Ametek was already using Oracle as its ERP system at about one-third of its sites and decided that it would go with Oracle's e-procurement application and move toward standardizing on the Oracle platform. Standardizing would allow all purchasing staffers to buy on contracts through one system and integrate the e-procurement system with the Oracle financial package.
In August 2000, the company started implementation of Oracle's Internet Procurement tool to handle requisitions and orders and replace a manual, paper-based requisition and payment process. The first phase of Ametek's e-procurement implementation was twofold. First on the priority list was the aggregation of indirect spending companywide across the geographically diverse divisions. So the early phase of implementation focused on indirect spend. The other goal was to get the company's contract management on-line across the business.
"The immediate goal was to develop a centralized process to procure goods and services so requisitioners could share in common contracts and all locations could buy from aggregated contracts," says Eckel. "Our second goal was to streamline the process and centralize the payment processing side. We wanted to streamline the procurement, take the paper out of the system, and reduce the time it takes to get the requisition out to a purchase order, but also to streamline the back-end payables side. And then to take the supply base and rationalize it."
Eckel says Ametek originally targeted a conservative 5-10% savings and wanted to put all $60 million of its indirect spend through the Oracle system when completed with the implementation. But like most businesses in today's recession, Ametek has seen a reduction in its spending habits.
"By halfway in 2002 we would like to see around $25 million flowing through the system because that would represent the routine, higher volume transactions," Eckel says. "That is where the real savings come from." So far, based on the contracted pricing it has seen, Ametek is reporting an average of 16% savings with 2,700 users across 27 sites.
In addition to the Oracle system, Ametek is using ICG Commerce for catalog management. ICG has integrated several of its prebuilt catalogs with Ametek's Oracle procurement software so Ametek could immediately access content and begin realizing savings. To date, AMETEK and ICG Commerce have implemented seven categories on ICG including electrical, industrial, janitorial, lab, office and safety supplies, and power transmission and bearings, with plans to add additional categories over the next few months.

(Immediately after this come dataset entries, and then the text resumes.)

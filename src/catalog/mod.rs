//! Catalog pagination snapshot and catalog administration

pub mod cache;
pub mod manager;

pub use cache::CatalogCache;
pub use manager::CatalogManager;
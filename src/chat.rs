//! Chat transport seam: outbound operations the handlers need and the inbound
//! event union the router consumes.

use async_trait::async_trait;

use crate::callback::CallbackData;
use crate::errors::{CallbackError, ChatError};

pub type ChatResult<T> = Result<T, ChatError>;

/// The user that produced an inbound event
#[derive(Clone, Debug, Default, PartialEq, Eq)]
pub struct Sender {
    pub id: i64,
    pub first_name: String,
    pub last_name: Option<String>,
    pub username: Option<String>,
}

/// Inbound update, already stripped of transport details
#[derive(Clone, Debug, PartialEq, Eq)]
pub enum Event {
    Text {
        chat_id: i64,
        from: Sender,
        text: String,
    },
    Callback {
        chat_id: i64,
        from: Sender,
        /// Message the pressed button is attached to
        message_id: Option<i32>,
        data: String,
    },
}

impl Event {
    pub fn chat_id(&self) -> i64 {
        match self {
            Event::Text { chat_id, .. } | Event::Callback { chat_id, .. } => *chat_id,
        }
    }

    pub fn sender(&self) -> &Sender {
        match self {
            Event::Text { from, .. } | Event::Callback { from, .. } => from,
        }
    }
}

#[derive(Clone, Debug, PartialEq, Eq)]
pub struct InlineButton {
    pub text: String,
    pub data: String,
}

impl InlineButton {
    pub fn new(text: impl Into<String>, data: &CallbackData) -> Result<Self, CallbackError> {
        Ok(Self {
            text: text.into(),
            data: data.encode()?,
        })
    }
}

pub type InlineRows = Vec<Vec<InlineButton>>;

#[derive(Clone, Debug, PartialEq, Eq)]
pub enum Keyboard {
    Inline(InlineRows),
    /// Persistent keyboard under the input field; pressing a key sends its label as text
    Reply(Vec<Vec<String>>),
}

/// A photo referenced by URL
#[derive(Clone, Debug, PartialEq, Eq)]
pub struct Media {
    pub url: String,
    pub caption: Option<String>,
}

impl Media {
    /// Photos for a media group; the caption goes on the first one
    pub fn album(urls: &[String], caption: Option<String>) -> Vec<Media> {
        urls.iter()
            .enumerate()
            .map(|(i, url)| Media {
                url: url.clone(),
                caption: if i == 0 { caption.clone() } else { None },
            })
            .collect()
    }
}

#[async_trait]
pub trait ChatClient: Send + Sync {
    /// Returns the id of the sent message
    async fn send_text(&self, chat_id: i64, text: &str, keyboard: Option<Keyboard>) -> ChatResult<i32>;
    /// Returns the ids of the sent messages in album order
    async fn send_media_group(&self, chat_id: i64, media: Vec<Media>) -> ChatResult<Vec<i32>>;
    async fn edit_message_media(&self, chat_id: i64, message_id: i32, media: Media) -> ChatResult<()>;
    async fn edit_message_buttons(&self, chat_id: i64, message_id: i32, buttons: InlineRows) -> ChatResult<()>;
    async fn delete_message(&self, chat_id: i64, message_id: i32) -> ChatResult<()>;
}

#[cfg(test)]
mod tests {
    use super::*;

    #[test]
    fn test_album_caption_on_first_photo() {
        let urls = vec!["https://a/1.jpg".to_string(), "https://a/2.jpg".to_string()];
        let album = Media::album(&urls, Some("caption".to_string()));
        assert_eq!(album.len(), 2);
        assert_eq!(album[0].caption.as_deref(), Some("caption"));
        assert_eq!(album[1].caption, None);
    }

    #[test]
    fn test_inline_button_encodes_data() {
        let button = InlineButton::new("next", &CallbackData::with_message_ids(1201, vec![7, 8])).unwrap();
        assert_eq!(button.data, "m7,8:1201");
    }
}
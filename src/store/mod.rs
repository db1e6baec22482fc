//! Persistence seam. Handlers only ever talk to [`Store`]; the binary picks
//! [`PgStore`] when a database is configured and [`MemoryStore`] otherwise.

pub mod memory;
pub mod postgres;

use std::sync::Arc;

use async_trait::async_trait;
use uuid::Uuid;

use crate::dialogue::State;
use crate::domain::{Cart, CatalogItem, Customer, Meta, Order, PositionDraft};
use crate::errors::StoreError;

pub use memory::MemoryStore;
pub use postgres::PgStore;

pub type StoreResult<T> = Result<T, StoreError>;

/// Called with the fresh rank-ordered catalog after every catalog mutation
pub type CatalogListener = Arc<dyn Fn(&[CatalogItem]) + Send + Sync>;

/// Fields of a customer to overwrite. `None` leaves the stored value alone.
///
/// `last_edit_position` is doubly optional: `Some(None)` clears the draft.
#[derive(Clone, Debug, Default, PartialEq)]
pub struct CustomerUpdate {
    pub state: Option<State>,
    pub username: Option<String>,
    pub full_name: Option<String>,
    pub phone_number: Option<String>,
    pub cart: Option<Cart>,
    pub meta: Option<Meta>,
    pub calculator_meta: Option<Meta>,
    pub catalog_offset: Option<usize>,
    pub last_edit_position: Option<Option<PositionDraft>>,
}

impl CustomerUpdate {
    pub fn new() -> Self {
        Self::default()
    }

    pub fn state(mut self, state: State) -> Self {
        self.state = Some(state);
        self
    }

    pub fn full_name(mut self, full_name: impl Into<String>) -> Self {
        self.full_name = Some(full_name.into());
        self
    }

    pub fn phone_number(mut self, phone_number: impl Into<String>) -> Self {
        self.phone_number = Some(phone_number.into());
        self
    }

    pub fn cart(mut self, cart: Cart) -> Self {
        self.cart = Some(cart);
        self
    }

    pub fn meta(mut self, meta: Meta) -> Self {
        self.meta = Some(meta);
        self
    }

    pub fn calculator_meta(mut self, meta: Meta) -> Self {
        self.calculator_meta = Some(meta);
        self
    }

    pub fn catalog_offset(mut self, offset: usize) -> Self {
        self.catalog_offset = Some(offset);
        self
    }

    pub fn last_edit_position(mut self, draft: Option<PositionDraft>) -> Self {
        self.last_edit_position = Some(draft);
        self
    }

    pub fn is_empty(&self) -> bool {
        *self == Self::default()
    }

    /// Applies the set fields to an in-memory record
    pub fn apply_to(self, customer: &mut Customer) {
        if let Some(state) = self.state {
            customer.state = state;
        }
        if let Some(username) = self.username {
            customer.username = username;
        }
        if let Some(full_name) = self.full_name {
            customer.full_name = Some(full_name);
        }
        if let Some(phone_number) = self.phone_number {
            customer.phone_number = Some(phone_number);
        }
        if let Some(cart) = self.cart {
            customer.cart = cart;
        }
        if let Some(meta) = self.meta {
            customer.meta = meta;
        }
        if let Some(meta) = self.calculator_meta {
            customer.calculator_meta = meta;
        }
        if let Some(offset) = self.catalog_offset {
            customer.catalog_offset = offset;
        }
        if let Some(draft) = self.last_edit_position {
            customer.last_edit_position = draft;
        }
    }
}

#[async_trait]
pub trait Store: Send + Sync {
    // Customers
    async fn get_customer(&self, telegram_id: i64) -> StoreResult<Customer>;
    async fn save_customer(&self, customer: &Customer) -> StoreResult<()>;
    async fn update_customer(&self, telegram_id: i64, update: CustomerUpdate) -> StoreResult<()>;
    async fn update_state(&self, telegram_id: i64, state: State) -> StoreResult<()>;
    async fn nullify_catalog_offsets(&self) -> StoreResult<()>;

    // Catalog
    async fn get_catalog(&self) -> StoreResult<Vec<CatalogItem>>;
    /// Appends the item after the last one. The rank is assigned inside the
    /// write, ignoring `item.rank`, and returned.
    async fn add_item(&self, item: CatalogItem) -> StoreResult<u32>;
    async fn remove_item(&self, item_id: Uuid) -> StoreResult<()>;
    /// Atomically swaps the ranks of the two items
    async fn update_ranks(&self, up_id: Uuid, down_id: Uuid) -> StoreResult<()>;
    async fn get_rank_by_id(&self, item_id: Uuid) -> StoreResult<u32>;
    async fn get_id_by_rank(&self, rank: u32) -> StoreResult<Uuid>;

    // Orders
    async fn save_order(&self, order: &Order) -> StoreResult<()>;
    async fn get_order_by_short_id(&self, short_id: &str) -> StoreResult<Order>;
    /// A short id not used by any stored order
    async fn get_free_short_id(&self) -> StoreResult<String>;
    async fn get_orders_for_customer(&self, telegram_id: i64) -> StoreResult<Vec<Order>>;
    async fn update_order_to_paid(&self, telegram_id: i64, short_id: &str) -> StoreResult<()>;
}

#[cfg(test)]
mod tests {
    use super::*;
    use crate::domain::{Category, OrderType};

    #[test]
    fn test_partial_update_touches_only_set_fields() {
        let mut customer = Customer::new(1, "ivan");
        customer.full_name = Some("Иванов Иван Иванович".to_string());

        let meta = Meta {
            order_type: Some(OrderType::Normal),
            location: None,
            category: Some(Category::Light),
        };
        CustomerUpdate::new()
            .state(State::WaitingForSize)
            .meta(meta)
            .apply_to(&mut customer);

        assert_eq!(customer.state, State::WaitingForSize);
        assert_eq!(customer.meta, meta);
        assert_eq!(customer.full_name.as_deref(), Some("Иванов Иван Иванович"));
        assert_eq!(customer.username, "ivan");
    }

    #[test]
    fn test_clearing_the_draft() {
        let mut customer = Customer::new(1, "ivan");
        customer.last_edit_position = Some(PositionDraft::new(None));

        CustomerUpdate::new().apply_to(&mut customer);
        assert!(customer.last_edit_position.is_some());

        CustomerUpdate::new().last_edit_position(None).apply_to(&mut customer);
        assert!(customer.last_edit_position.is_none());
    }
}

"It would have taken us a significant amount of time to develop the catalog content in-house," Eckel says. "And because the categories had already been strategically sourced, ICG's catalogs helped bring significant hard-dollar cost savings."
The diversity of Ametek's divisions is evident in users' reactions to the new procurement system. The more computer friendly divisions have adopted the system with enthusiasm while some of the more traditional businesses have struggled with its use. For most of the first year, Ametek tried to encourage its requisitioners to use the system, but by the end of 2001, the plan was to issue a stricter mandate for use of the system.
Suppliers have been very supportive of the system and some are so advanced in working with e-procurement that they are assisting Ametek in its adoption instead of the other way around.
Later this year, Ametek plans to begin experimenting with reverse auctions in select businesses and decide how widely the technology can be applied. Also on the agenda is moving direct material acquisition to the Oracle system and more international adoption. But for now, it is indirect spending that gets the attention.
"We really want to drive compliance to the indirect because it's easier emotionally," Eckel stresses. "It's also easier to install. We want to get the adoption rate up and then we'll start looking at how we will handle direct materials."